Oral health and your child
Here at Footsteps we are committed to supporting our parents, carers and families in looking after the health and happiness of all the children. Oral health is an important part of every child’s physical and emotional wellbeing. It impacts on the ability for children to eat and sleep, to socialise with confidence and to concentrate.
However, many children experience problems with their oral health. Tooth decay affects around a quarter of five-year olds in England and it is also the leading cause of hospital admissions for five to nine-year-olds. We need to remember that tooth decay is preventable. If a child is suffering from tooth decay they need to see a dentist, but we can take steps to help prevent children’s oral health from deteriorating to that stage.
We’ve rounded up the best advice from the professionals to help your children protect their teeth and gums and greatly reduce their risk of getting cavities:
- Start brushing your baby’s teeth as soon as the first milk tooth breaks through (usually at around 6 months, but it can be earlier or later).
- Brush twice a day with a fluoride toothpaste to remove plaque -the sticky film on teeth that’s the main cause of tooth decay.
- Teeth should be brushed last thing at night as this means the fluoride continues to protect their child’s teeth whilst they are in bed.

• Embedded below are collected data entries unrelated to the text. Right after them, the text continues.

use crate::context::Context;
use crate::error::CoreError;
use async_trait::async_trait;
use common::ids::{AccountId, PaymentId, TransactionId, UserId};
use common::money::Money;
use std::collections::HashMap;

#[derive(Debug, Clone, Copy, PartialEq, Eq)]
pub enum PaymentStatus {
    Pending,
    Succeeded,
    Failed,
}

#[derive(Debug, Clone)]
pub struct InitiatePaymentRequest {
    pub user_id: UserId,
    pub account_id: AccountId,
    pub amount: Money,
    pub transaction_id: TransactionId,
}

#[derive(Debug, Clone)]
pub struct InitiatePaymentResult {
    pub payment_id: PaymentId,
    pub status: PaymentStatus,
}

#[derive(Debug, Clone)]
pub struct BankAccountDestination {
    pub account_number: String,
    pub routing_number: String,
}

#[derive(Debug, Clone)]
pub struct InitiatePayoutRequest {
    pub user_id: UserId,
    pub account_id: AccountId,
    pub provider_connect_account_id: String,
    pub transaction_id: TransactionId,
    pub amount: Money,
    pub description: String,
    pub metadata: HashMap<String, String>,
    pub destination: BankAccountDestination,
}

#[derive(Debug, Clone)]
pub struct InitiatePayoutResult {
    pub payout_id: PaymentId,
    pub payment_provider_id: String,
    pub status: PaymentStatus,
    pub fee_amount: Option<Money>,
    pub estimated_arrival_date: Option<chrono::DateTime<chrono::Utc>>,
}

/// The external payment/payout processor, modeled on a Stripe-shaped API.
#[cfg_attr(test, mockall::automock)]
#[async_trait]
pub trait PaymentProvider: Send + Sync {
    async fn initiate_payment(
        &self,
        ctx: &Context,
        request: InitiatePaymentRequest,
    ) -> Result<InitiatePaymentResult, CoreError>;

    async fn initiate_payout(
        &self,
        ctx: &Context,
        request: InitiatePayoutRequest,
    ) -> Result<InitiatePayoutResult, CoreError>;

    async fn get_payment_status(
        &self,
        ctx: &Context,
        payment_id: PaymentId,
    ) -> Result<PaymentStatus, CoreError>;
}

- Parents and carers should brush or supervise tooth brushing of their child’s teeth until they are at least seven years old.
- From 4 years, children should floss daily to remove plaque from between your teeth and under the gum line, before it can harden into tartar. Once tartar has formed, it can only be removed by a professional cleaning.
- Eat a well-balanced diet that limits starchy or sugary foods, which produce plaque acids that cause tooth decay. When you do eat these foods, try to eat them with your meal instead of as a snack.
- Use dental products that contain fluoride, including toothpaste.
- Take your child to the dentist for regular checkups.
What Brushing Techniques Can I Show My Child?
You should supervise your children until they get the hang of these simple steps:
- Make tooth brushing as fun as possible by using an egg timer to time it for about 2 minutes.
- Use a pea-sized blob of a fluoride toothpaste. Take care that your child does not swallow the toothpaste.
- Guide your child’s hand so they can feel the correct movement.
- Using a soft-bristled toothbrush, brush the inside surface of each tooth first, where plaque may accumulate most. Brush gently back and forth.
- Clean the outer surfaces of each tooth. Angle the brush along the outer gum line. Gently brush back and forth.
- Brush the chewing surface of each tooth. Gently brush back and forth.
- Use the tip of the brush to clean behind each front tooth, both top and bottom.
- Use a mirror to help your child see exactly where the brush is cleaning their teeth.
- Don’t forget – it’s always fun to brush the tongue!
Teaching your child proper oral care at a young age is an investment in their health that will pay lifelong dividends. The best way to start is by setting a great example. Taking good care of your own teeth sends a message that oral health is something to be valued. And anything that makes taking care of teeth fun, like brushing along with your child or letting them choose their own toothbrush, encourages proper oral care.
If you have any concerns about your child’s oral health please don’t hesitate to ask your dentist.